4)  What is the greatest challenge or obstacle you’ve faced in pursuit of your life’s work?

In order to pursue my photography as a career, instead of as a hobby, I’ve had to learn a business mindset.  This is something that wasn’t initially in my nature, but I’ve learned to look at it as another creative endeavor and that makes it much more interesting and engaging.

I used to think of “business” as a negative term.  In the naivety of my college years, I thought people who studied business were simply interested in money for the sake of money.  Fortunately, I got a little wiser.  Or maybe it was because I married a business major.  Either way, I’ve learned that knowing how to run a business is about supporting yourself and your family and giving you the means to pursue your life’s work.

5)  What has pursuing your Personal Legend taught you?

What I’m learning through my Personal Legend is how to be more present in all aspects of my life.  When I can take the way that I feel “in the zone” while creating images, and bring it to my personal life, it makes me a better husband, father and friend.  When I’m completely present with the people around me, it brings each of us more fulfillment.

6)  What piece of advice can you offer to others seeking their true calling?

The longer you wait, the harder it is to start, but it’s never impossible.  As the excuses pile up, the reasons to not pursue your calling seemingly outnumber the reasons to try.  But really there is only one reason to try: It’s your life’s purpose.  And that one reason outweighs all others.  
 
Pick one goal to start.  Something that feels scary and a stretch, but just do it.  That’s what I decided to do with this project.  30 people in 30 days.  It’s a ton of work and there was a fear of failure present as I started asking people to participate, but I know that this is the right thing.
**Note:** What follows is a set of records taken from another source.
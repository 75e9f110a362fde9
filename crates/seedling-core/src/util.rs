//! Common utility functions.

pub mod data;
pub mod process;
pub mod fs;

// Re-export commonly used items
pub use data::{deep_merge, get_path, load_yaml};
pub use process::{run, ProcessOutput};
pub use fs::{expand_path, slurp};
//! CLI structure and command definitions.

use crate::commands::{check, provision};
use anyhow::{Context, Result};
use clap::{ArgAction, Parser, Subcommand};
use seedling_core::config::process_env;
use seedling_core::ProvisionConfig;
use seedling_types::LogLevel;
use std::path::PathBuf;

#[derive(Parser, Debug)]
#[command(name = "seedling")]
#[command(version = env!("CARGO_PKG_VERSION"))]
#[command(about = "Generate the secrets an installation needs, never overwriting existing ones", long_about = None)]
pub struct Cli {
    #[command(subcommand)]
    pub command: Option<Commands>,

    /// Directory holding the secrets (default: ./secrets)
    #[arg(long, global = true, value_name = "DIR")]
    pub secrets_dir: Option<PathBuf>,

    /// Configuration file (default: ./seedling.yml if present)
    #[arg(short, long, global = true, value_name = "FILE")]
    pub config: Option<PathBuf>,

    /// More log output; repeat for more
    #[arg(short, long, global = true, action = ArgAction::Count)]
    pub verbose: u8,

    /// Only log warnings and errors
    #[arg(short, long, global = true, conflicts_with = "verbose")]
    pub quiet: bool,
}

#[derive(Subcommand, Debug, PartialEq, Eq)]
pub enum Commands {
    /// Generate every missing secret (the default)
    Provision,

    /// Report on existing secrets without changing anything
    Check {
        /// Print the report as JSON
        #[arg(long)]
        json: bool,
    },
}

impl Cli {
    pub fn execute(&self) -> Result<()> {
        let settings = self.settings()?;
        seedling_core::log::init(settings.log_level)?;
        tracing::debug!("Using secrets directory {:?}", settings.secrets_dir);

        match &self.command {
            None | Some(Commands::Provision) => provision::execute(&settings),
            Some(Commands::Check { json }) => check::execute(&settings, *json),
        }
    }

    /// Resolve settings from file and environment, then apply flags.
    pub fn settings(&self) -> Result<ProvisionConfig> {
        let mut settings = ProvisionConfig::load(self.config.as_deref(), process_env())
            .context("Failed to load configuration")?;

        if let Some(dir) = &self.secrets_dir {
            settings.secrets_dir = seedling_core::util::expand_path(dir);
        }
        settings.log_level = self.log_level(settings.log_level);

        Ok(settings)
    }

    fn log_level(&self, configured: LogLevel) -> LogLevel {
        if self.quiet {
            return LogLevel::Warn;
        }
        (0..self.verbose).fold(configured, |level, _| level.louder())
    }
}

#[cfg(test)]
mod tests {
    use super::*;

    #[test]
    fn test_no_subcommand_provisions() {
        let cli = Cli::try_parse_from(["seedling"]).unwrap();
        assert_eq!(cli.command, None);
        assert_eq!(cli.secrets_dir, None);
    }

    #[test]
    fn test_global_flags_after_subcommand() {
        let cli = Cli::try_parse_from(["seedling", "check", "--json", "--secrets-dir", "/srv/secrets"]).unwrap();
        assert_eq!(cli.command, Some(Commands::Check { json: true }));
        assert_eq!(cli.secrets_dir, Some(PathBuf::from("/srv/secrets")));
    }

    #[test]
    fn test_log_level_flags() {
        let cli = Cli::try_parse_from(["seedling", "-v"]).unwrap();
        assert_eq!(cli.log_level(LogLevel::Info), LogLevel::Debug);

        let cli = Cli::try_parse_from(["seedling", "-vv"]).unwrap();
        assert_eq!(cli.log_level(LogLevel::Info), LogLevel::Trace);

        let cli = Cli::try_parse_from(["seedling", "-q"]).unwrap();
        assert_eq!(cli.log_level(LogLevel::Debug), LogLevel::Warn);

        assert!(Cli::try_parse_from(["seedling", "-q", "-v"]).is_err());
    }
}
In 10 days this idea has gone from conception to the first shoot day, today.  There are currently 21 people on board with another 20 potential subjects.  
 
When I finish these 30 days of this project it will lead to the next step, but until then, I can’t know what that next step is.  If nothing else, I will have met a lot of new interesting and exciting people and strengthened ties with a number of amazing people I already knew.